## REQUIRED WORK:
Every line of the records below that holds the word "struct" belongs in the answer.

[SUPPLIED DATA]

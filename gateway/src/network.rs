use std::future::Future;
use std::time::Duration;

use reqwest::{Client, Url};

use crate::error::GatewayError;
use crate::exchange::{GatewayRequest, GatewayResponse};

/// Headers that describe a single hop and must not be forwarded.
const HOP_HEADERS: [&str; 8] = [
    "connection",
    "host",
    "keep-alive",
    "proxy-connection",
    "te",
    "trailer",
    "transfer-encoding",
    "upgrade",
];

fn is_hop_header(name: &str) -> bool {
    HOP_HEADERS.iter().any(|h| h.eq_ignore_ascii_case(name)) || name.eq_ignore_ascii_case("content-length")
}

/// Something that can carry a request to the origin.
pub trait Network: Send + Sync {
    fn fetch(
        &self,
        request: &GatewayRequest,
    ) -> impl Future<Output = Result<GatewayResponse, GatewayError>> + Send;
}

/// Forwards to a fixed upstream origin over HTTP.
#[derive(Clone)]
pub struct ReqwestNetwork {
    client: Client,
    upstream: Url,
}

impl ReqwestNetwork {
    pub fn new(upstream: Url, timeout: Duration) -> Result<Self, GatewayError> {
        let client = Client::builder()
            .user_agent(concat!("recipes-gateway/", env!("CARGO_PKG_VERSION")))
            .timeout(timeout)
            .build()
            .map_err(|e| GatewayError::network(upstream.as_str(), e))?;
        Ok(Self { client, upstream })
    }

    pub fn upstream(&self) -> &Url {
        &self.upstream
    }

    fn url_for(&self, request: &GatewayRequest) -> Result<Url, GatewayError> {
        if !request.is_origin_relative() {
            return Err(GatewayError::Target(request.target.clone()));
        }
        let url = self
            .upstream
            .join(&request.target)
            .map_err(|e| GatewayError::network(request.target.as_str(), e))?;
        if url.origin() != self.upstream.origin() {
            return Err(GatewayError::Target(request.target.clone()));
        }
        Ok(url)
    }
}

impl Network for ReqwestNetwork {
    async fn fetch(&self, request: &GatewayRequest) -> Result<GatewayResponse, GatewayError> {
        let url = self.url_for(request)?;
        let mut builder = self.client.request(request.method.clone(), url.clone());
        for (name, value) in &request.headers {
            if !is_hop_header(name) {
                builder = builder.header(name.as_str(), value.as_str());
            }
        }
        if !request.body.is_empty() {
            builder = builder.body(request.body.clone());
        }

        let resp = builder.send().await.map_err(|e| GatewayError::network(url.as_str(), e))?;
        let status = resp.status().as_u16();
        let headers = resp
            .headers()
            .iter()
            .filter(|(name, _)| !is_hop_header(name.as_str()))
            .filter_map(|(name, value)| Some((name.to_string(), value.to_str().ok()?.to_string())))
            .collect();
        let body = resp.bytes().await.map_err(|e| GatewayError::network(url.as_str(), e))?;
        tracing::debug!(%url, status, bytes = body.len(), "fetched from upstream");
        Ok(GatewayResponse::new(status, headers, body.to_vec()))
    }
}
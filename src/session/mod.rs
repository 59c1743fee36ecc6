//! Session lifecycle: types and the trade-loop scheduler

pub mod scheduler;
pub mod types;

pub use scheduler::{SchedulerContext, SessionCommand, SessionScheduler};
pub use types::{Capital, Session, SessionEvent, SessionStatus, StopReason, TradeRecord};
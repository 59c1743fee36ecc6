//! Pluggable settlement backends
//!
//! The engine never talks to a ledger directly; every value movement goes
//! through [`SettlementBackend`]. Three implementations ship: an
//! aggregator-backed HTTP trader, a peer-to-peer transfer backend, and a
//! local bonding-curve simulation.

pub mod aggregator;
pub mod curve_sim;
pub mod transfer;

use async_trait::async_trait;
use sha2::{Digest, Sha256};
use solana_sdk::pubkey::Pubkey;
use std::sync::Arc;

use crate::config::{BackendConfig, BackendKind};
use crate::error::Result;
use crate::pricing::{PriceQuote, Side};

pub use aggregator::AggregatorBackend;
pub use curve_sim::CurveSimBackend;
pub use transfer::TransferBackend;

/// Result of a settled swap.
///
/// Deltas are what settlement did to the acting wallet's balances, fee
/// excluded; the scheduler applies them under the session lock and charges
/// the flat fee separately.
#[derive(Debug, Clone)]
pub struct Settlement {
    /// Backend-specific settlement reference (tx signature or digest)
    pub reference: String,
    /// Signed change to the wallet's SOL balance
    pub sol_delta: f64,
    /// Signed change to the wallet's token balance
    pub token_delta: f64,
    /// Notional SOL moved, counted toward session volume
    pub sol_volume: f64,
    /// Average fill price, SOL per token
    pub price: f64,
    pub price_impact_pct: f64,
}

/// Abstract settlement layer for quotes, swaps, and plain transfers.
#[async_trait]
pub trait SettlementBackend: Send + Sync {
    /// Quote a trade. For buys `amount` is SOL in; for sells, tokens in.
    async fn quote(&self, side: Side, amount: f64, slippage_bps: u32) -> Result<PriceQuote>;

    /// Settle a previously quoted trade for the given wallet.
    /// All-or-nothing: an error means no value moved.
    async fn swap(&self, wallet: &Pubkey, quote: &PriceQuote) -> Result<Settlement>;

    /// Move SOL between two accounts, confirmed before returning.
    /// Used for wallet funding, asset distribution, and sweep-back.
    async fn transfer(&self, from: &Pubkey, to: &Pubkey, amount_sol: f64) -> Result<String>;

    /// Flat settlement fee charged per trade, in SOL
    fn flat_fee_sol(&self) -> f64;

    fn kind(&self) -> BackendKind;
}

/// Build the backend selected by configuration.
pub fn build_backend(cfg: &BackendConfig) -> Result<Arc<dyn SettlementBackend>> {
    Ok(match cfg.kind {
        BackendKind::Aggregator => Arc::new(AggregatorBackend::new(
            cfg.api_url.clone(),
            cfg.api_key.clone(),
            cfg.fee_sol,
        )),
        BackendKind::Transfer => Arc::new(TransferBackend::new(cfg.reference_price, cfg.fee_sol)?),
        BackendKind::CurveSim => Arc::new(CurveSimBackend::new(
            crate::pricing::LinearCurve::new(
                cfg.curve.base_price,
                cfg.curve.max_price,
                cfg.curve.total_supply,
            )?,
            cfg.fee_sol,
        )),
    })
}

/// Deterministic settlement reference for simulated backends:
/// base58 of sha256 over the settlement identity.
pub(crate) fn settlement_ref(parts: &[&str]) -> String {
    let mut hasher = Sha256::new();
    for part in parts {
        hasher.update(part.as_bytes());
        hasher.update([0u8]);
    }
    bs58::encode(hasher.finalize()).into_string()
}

[/SUPPLIED DATA]

## THE COMPLETED TASK:
pub struct ReqwestNetwork {
pub struct Settlement {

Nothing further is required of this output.